Exercise prompt
The entries below should be transcribed exactly, every one of them.

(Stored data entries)
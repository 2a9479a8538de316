use crate::wrapper::{RequestView, ResponseView};
use axum::http::{HeaderMap, StatusCode};
use indexmap::IndexMap;
use serde::Serialize;
use std::sync::{Arc, Mutex};
use std::time::Instant;
use tracing::info;

/// One structured audit entry, emitted whole or not at all.
///
/// Every record carries `audit: true` so downstream pipelines can filter
/// audit-grade lines out of general application logs.
#[derive(Clone, Debug, Serialize)]
#[serde(untagged)]
pub enum AuditRecord {
    Request {
        method: String,
        uri: String,
        payload: String,
        #[serde(skip_serializing_if = "Option::is_none")]
        headers: Option<IndexMap<String, String>>,
        audit: bool,
    },
    Response {
        duration_ms: u64,
        status: u16,
        payload: String,
        #[serde(skip_serializing_if = "Option::is_none")]
        headers: Option<IndexMap<String, String>>,
        audit: bool,
    },
}

impl AuditRecord {
    pub fn is_audit(&self) -> bool {
        match self {
            AuditRecord::Request { audit, .. } | AuditRecord::Response { audit, .. } => *audit,
        }
    }
}

/// Destination for finished records. The transport representation (JSON,
/// plaintext, shipping) is the sink's concern, not the pipeline's.
pub trait AuditSink: Send + Sync {
    fn emit(&self, record: &AuditRecord);
}

/// Default sink: one `tracing` event per record with named fields.
pub struct TracingSink;

impl AuditSink for TracingSink {
    fn emit(&self, record: &AuditRecord) {
        match record {
            AuditRecord::Request {
                method,
                uri,
                payload,
                headers: Some(headers),
                ..
            } => info!(%method, %uri, %payload, headers = ?headers, audit = true, "Request"),
            AuditRecord::Request {
                method,
                uri,
                payload,
                headers: None,
                ..
            } => info!(%method, %uri, %payload, audit = true, "Request"),
            AuditRecord::Response {
                duration_ms,
                status,
                payload,
                headers: Some(headers),
                ..
            } => info!(duration_ms, status, %payload, headers = ?headers, audit = true, "Response"),
            AuditRecord::Response {
                duration_ms,
                status,
                payload,
                headers: None,
                ..
            } => info!(duration_ms, status, %payload, audit = true, "Response"),
        }
    }
}

/// In-memory sink for tests and local inspection.
#[derive(Default)]
pub struct RecordingSink {
    records: Mutex<Vec<AuditRecord>>,
}

impl RecordingSink {
    pub fn new() -> Self {
        Self::default()
    }

    pub fn records(&self) -> Vec<AuditRecord> {
        self.records.lock().unwrap().clone()
    }
}

impl AuditSink for RecordingSink {
    fn emit(&self, record: &AuditRecord) {
        self.records.lock().unwrap().push(record.clone());
    }
}

/// Assembles the request and response records, with or without header maps
/// depending on one flag that covers both directions.
pub struct AuditLogger {
    log_headers: bool,
    sink: Arc<dyn AuditSink>,
}

impl AuditLogger {
    pub fn new(log_headers: bool, sink: Arc<dyn AuditSink>) -> Self {
        Self { log_headers, sink }
    }

    pub fn log_request(&self, request: &RequestView) {
        let record = AuditRecord::Request {
            method: request.method().to_string(),
            uri: request.uri().to_string(),
            payload: request.body_text(),
            headers: self.log_headers.then(|| header_map(request.headers())),
            audit: true,
        };
        self.sink.emit(&record);
    }

    /// Emits the response record. The status is passed explicitly so the
    /// failure path can force 500 independently of the view.
    pub fn log_response(&self, start: Instant, response: &mut ResponseView, status: StatusCode) {
        let duration_ms = start.elapsed().as_millis() as u64;
        // Buffered bytes go out as-is; advertise and decode them as UTF-8.
        response.set_character_encoding("utf-8");
        let record = AuditRecord::Response {
            duration_ms,
            status: status.as_u16(),
            payload: response.body_text(),
            headers: self.log_headers.then(|| header_map(response.headers())),
            audit: true,
        };
        self.sink.emit(&record);
    }
}

/// Header map in arrival order; repeated names collapse to one
/// comma-separated entry.
fn header_map(headers: &HeaderMap) -> IndexMap<String, String> {
    let mut map = IndexMap::new();
    for name in headers.keys() {
        let values: Vec<&str> = headers
            .get_all(name)
            .iter()
            .filter_map(|v| v.to_str().ok())
            .collect();
        map.insert(name.as_str().to_string(), values.join(", "));
    }
    map
}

Output below
repository 2a9479a8538de316
use crate::wrapper::{RequestView, ResponseView};
use axum::http::{HeaderMap, StatusCode};
use indexmap::IndexMap;
use serde::Serialize;
use std::sync::{Arc, Mutex};
use std::time::Instant;
use tracing::info;

/// One structured audit entry, emitted whole or not at all.
///
/// Every record carries `audit: true` so downstream pipelines can filter
/// audit-grade lines out of general application logs.
#[derive(Clone, Debug, Serialize)]
#[serde(untagged)]
pub enum AuditRecord {
    Request {
        method: String,
        uri: String,
        payload: String,
        #[serde(skip_serializing_if = "Option::is_none")]
        headers: Option<IndexMap<String, String>>,
        audit: bool,
    },
    Response {
        duration_ms: u64,
        status: u16,
        payload: String,
        #[serde(skip_serializing_if = "Option::is_none")]
        headers: Option<IndexMap<String, String>>,
        audit: bool,
    },
}

impl AuditRecord {
    pub fn is_audit(&self) -> bool {
        match self {
            AuditRecord::Request { audit, .. } | AuditRecord::Response { audit, .. } => *audit,
        }
    }
}

/// Destination for finished records. The transport representation (JSON,
/// plaintext, shipping) is the sink's concern, not the pipeline's.
pub trait AuditSink: Send + Sync {
    fn emit(&self, record: &AuditRecord);
}

/// Default sink: one `tracing` event per record with named fields.
pub struct TracingSink;

impl AuditSink for TracingSink {
    fn emit(&self, record: &AuditRecord) {
        match record {
            AuditRecord::Request {
                method,
                uri,
                payload,
                headers: Some(headers),
                ..
            } => info!(%method, %uri, %payload, headers = ?headers, audit = true, "Request"),
            AuditRecord::Request {
                method,
                uri,
                payload,
                headers: None,
                ..
            } => info!(%method, %uri, %payload, audit = true, "Request"),
            AuditRecord::Response {
                duration_ms,
                status,
                payload,
                headers: Some(headers),
                ..
            } => info!(duration_ms, status, %payload, headers = ?headers, audit = true, "Response"),
            AuditRecord::Response {
                duration_ms,
                status,
                payload,
                headers: None,
                ..
            } => info!(duration_ms, status, %payload, audit = true, "Response"),
        }
    }
}

/// In-memory sink for tests and local inspection.
#[derive(Default)]
pub struct RecordingSink {
    records: Mutex<Vec<AuditRecord>>,
}

impl RecordingSink {
    pub fn new() -> Self {
        Self::default()
    }

    pub fn records(&self) -> Vec<AuditRecord> {
        self.records.lock().unwrap().clone()
    }
}

impl AuditSink for RecordingSink {
    fn emit(&self, record: &AuditRecord) {
        self.records.lock().unwrap().push(record.clone());
    }
}

/// Assembles the request and response records, with or without header maps
/// depending on one flag that covers both directions.
pub struct AuditLogger {
    log_headers: bool,
    sink: Arc<dyn AuditSink>,
}

impl AuditLogger {
    pub fn new(log_headers: bool, sink: Arc<dyn AuditSink>) -> Self {
        Self { log_headers, sink }
    }

    pub fn log_request(&self, request: &RequestView) {
        let record = AuditRecord::Request {
            method: request.method().to_string(),
            uri: request.uri().to_string(),
            payload: request.body_text(),
            headers: self.log_headers.then(|| header_map(request.headers())),
            audit: true,
        };
        self.sink.emit(&record);
    }

    /// Emits the response record. The status is passed explicitly so the
    /// failure path can force 500 independently of the view.
    pub fn log_response(&self, start: Instant, response: &mut ResponseView, status: StatusCode) {
        let duration_ms = start.elapsed().as_millis() as u64;
        // Buffered bytes go out as-is; advertise and decode them as UTF-8.
        response.set_character_encoding("utf-8");
        let record = AuditRecord::Response {
            duration_ms,
            status: status.as_u16(),
            payload: response.body_text(),
            headers: self.log_headers.then(|| header_map(response.headers())),
            audit: true,
        };
        self.sink.emit(&record);
    }
}

/// Header map in arrival order; repeated names collapse to one
/// comma-separated entry.
fn header_map(headers: &HeaderMap) -> IndexMap<String, String> {
    let mut map = IndexMap::new();
    for name in headers.keys() {
        let values: Vec<&str> = headers
            .get_all(name)
            .iter()
            .filter_map(|v| v.to_str().ok())
            .collect();
        map.insert(name.as_str().to_string(), values.join(", "));
    }
    map
}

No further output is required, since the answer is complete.